*** Block opens ***

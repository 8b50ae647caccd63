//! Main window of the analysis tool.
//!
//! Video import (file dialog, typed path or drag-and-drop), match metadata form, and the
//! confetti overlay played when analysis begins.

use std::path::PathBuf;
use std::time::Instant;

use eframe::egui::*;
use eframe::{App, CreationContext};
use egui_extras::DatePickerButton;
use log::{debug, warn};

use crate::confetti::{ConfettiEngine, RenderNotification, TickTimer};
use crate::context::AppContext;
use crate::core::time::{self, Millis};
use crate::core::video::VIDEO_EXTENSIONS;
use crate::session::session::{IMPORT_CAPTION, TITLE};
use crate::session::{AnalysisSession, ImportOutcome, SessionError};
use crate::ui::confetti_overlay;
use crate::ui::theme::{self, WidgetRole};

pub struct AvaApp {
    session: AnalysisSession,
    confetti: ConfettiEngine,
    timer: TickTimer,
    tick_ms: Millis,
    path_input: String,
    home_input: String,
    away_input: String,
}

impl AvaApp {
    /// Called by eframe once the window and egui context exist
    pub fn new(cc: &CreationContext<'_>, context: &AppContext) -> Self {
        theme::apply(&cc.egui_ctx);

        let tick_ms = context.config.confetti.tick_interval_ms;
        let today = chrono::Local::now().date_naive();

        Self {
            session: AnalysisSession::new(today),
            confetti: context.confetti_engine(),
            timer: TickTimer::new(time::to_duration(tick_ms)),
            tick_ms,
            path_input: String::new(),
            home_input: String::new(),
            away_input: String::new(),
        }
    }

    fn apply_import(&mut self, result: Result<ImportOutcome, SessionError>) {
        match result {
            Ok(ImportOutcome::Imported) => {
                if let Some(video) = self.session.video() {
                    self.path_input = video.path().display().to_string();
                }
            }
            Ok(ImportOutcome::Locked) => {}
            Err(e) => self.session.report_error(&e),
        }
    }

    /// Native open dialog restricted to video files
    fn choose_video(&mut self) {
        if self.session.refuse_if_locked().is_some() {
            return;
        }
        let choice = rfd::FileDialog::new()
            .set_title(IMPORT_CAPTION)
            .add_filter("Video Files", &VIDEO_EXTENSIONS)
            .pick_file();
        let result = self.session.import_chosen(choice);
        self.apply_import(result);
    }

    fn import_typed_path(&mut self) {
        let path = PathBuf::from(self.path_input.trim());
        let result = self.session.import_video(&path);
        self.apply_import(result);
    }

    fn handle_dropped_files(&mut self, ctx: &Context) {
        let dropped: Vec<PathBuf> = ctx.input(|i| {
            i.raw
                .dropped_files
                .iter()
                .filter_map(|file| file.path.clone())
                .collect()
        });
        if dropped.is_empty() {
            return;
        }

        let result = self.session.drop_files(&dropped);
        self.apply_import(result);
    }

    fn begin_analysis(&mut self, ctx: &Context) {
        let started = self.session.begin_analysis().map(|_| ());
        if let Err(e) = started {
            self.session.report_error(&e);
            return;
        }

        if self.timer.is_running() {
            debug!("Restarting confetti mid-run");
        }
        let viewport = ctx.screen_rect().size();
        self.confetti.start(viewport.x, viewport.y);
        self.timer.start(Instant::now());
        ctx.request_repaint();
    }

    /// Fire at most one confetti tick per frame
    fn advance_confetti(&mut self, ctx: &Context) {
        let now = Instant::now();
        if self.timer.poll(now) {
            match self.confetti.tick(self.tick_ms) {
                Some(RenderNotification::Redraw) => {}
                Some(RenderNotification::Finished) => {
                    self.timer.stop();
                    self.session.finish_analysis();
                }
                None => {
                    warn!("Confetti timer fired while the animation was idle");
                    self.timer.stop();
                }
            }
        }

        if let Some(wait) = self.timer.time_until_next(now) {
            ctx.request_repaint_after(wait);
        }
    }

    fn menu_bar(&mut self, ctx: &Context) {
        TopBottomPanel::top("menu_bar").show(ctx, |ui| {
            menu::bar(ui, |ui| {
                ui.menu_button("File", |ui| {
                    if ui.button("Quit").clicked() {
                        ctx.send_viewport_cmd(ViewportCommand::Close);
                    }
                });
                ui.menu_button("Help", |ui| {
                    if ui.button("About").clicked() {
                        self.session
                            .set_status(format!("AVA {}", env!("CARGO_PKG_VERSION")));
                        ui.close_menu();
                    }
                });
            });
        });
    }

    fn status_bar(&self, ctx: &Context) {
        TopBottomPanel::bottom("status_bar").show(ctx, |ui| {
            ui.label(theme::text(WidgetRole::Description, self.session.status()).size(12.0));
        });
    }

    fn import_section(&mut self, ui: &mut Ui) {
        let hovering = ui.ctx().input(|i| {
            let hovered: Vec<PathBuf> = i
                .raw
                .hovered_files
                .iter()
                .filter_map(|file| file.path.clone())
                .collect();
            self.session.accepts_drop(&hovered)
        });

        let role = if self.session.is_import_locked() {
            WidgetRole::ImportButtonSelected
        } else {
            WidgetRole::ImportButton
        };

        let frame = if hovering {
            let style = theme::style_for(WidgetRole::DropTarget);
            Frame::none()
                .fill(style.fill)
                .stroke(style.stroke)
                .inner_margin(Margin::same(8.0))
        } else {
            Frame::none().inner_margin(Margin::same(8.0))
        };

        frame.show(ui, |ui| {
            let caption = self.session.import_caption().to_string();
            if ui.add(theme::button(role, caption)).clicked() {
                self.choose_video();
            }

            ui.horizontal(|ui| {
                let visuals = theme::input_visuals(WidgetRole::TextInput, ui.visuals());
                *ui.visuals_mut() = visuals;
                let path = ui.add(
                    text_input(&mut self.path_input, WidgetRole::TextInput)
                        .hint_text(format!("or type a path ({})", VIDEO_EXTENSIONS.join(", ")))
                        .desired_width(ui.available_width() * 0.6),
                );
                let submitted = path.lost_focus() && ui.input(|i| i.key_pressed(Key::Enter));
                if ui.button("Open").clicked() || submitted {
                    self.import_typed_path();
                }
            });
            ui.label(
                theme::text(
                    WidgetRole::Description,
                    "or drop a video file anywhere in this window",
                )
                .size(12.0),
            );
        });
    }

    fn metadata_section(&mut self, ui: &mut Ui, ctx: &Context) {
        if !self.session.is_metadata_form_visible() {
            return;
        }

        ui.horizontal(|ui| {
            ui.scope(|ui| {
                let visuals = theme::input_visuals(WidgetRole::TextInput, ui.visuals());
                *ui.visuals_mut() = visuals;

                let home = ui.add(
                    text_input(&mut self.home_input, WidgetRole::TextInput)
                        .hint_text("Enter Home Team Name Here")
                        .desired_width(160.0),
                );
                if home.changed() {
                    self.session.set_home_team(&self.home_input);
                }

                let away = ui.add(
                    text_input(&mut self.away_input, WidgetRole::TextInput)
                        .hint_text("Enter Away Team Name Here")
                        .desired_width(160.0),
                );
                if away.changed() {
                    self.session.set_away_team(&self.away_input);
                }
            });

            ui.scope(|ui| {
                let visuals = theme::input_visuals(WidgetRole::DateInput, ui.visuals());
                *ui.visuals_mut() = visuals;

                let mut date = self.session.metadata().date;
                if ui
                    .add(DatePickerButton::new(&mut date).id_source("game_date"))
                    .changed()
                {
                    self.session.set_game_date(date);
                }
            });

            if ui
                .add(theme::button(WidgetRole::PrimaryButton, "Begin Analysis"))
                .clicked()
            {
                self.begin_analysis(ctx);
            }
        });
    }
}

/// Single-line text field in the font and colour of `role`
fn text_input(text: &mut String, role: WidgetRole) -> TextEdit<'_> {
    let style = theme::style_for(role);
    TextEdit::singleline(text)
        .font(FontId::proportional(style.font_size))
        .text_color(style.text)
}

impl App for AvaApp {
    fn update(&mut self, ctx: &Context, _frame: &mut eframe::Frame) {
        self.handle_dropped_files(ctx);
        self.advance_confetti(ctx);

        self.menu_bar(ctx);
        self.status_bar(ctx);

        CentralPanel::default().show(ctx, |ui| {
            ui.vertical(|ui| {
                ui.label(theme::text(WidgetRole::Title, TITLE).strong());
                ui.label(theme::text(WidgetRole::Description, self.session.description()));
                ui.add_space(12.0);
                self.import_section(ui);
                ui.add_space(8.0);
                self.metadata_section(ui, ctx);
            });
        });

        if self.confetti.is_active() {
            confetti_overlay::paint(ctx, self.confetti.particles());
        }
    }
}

*** Block closes ***

> [WORK ITEM]: Across all of the records above, how many lines include the string "today"? Answer with one number only.

> [WORKED SOLUTION]: 2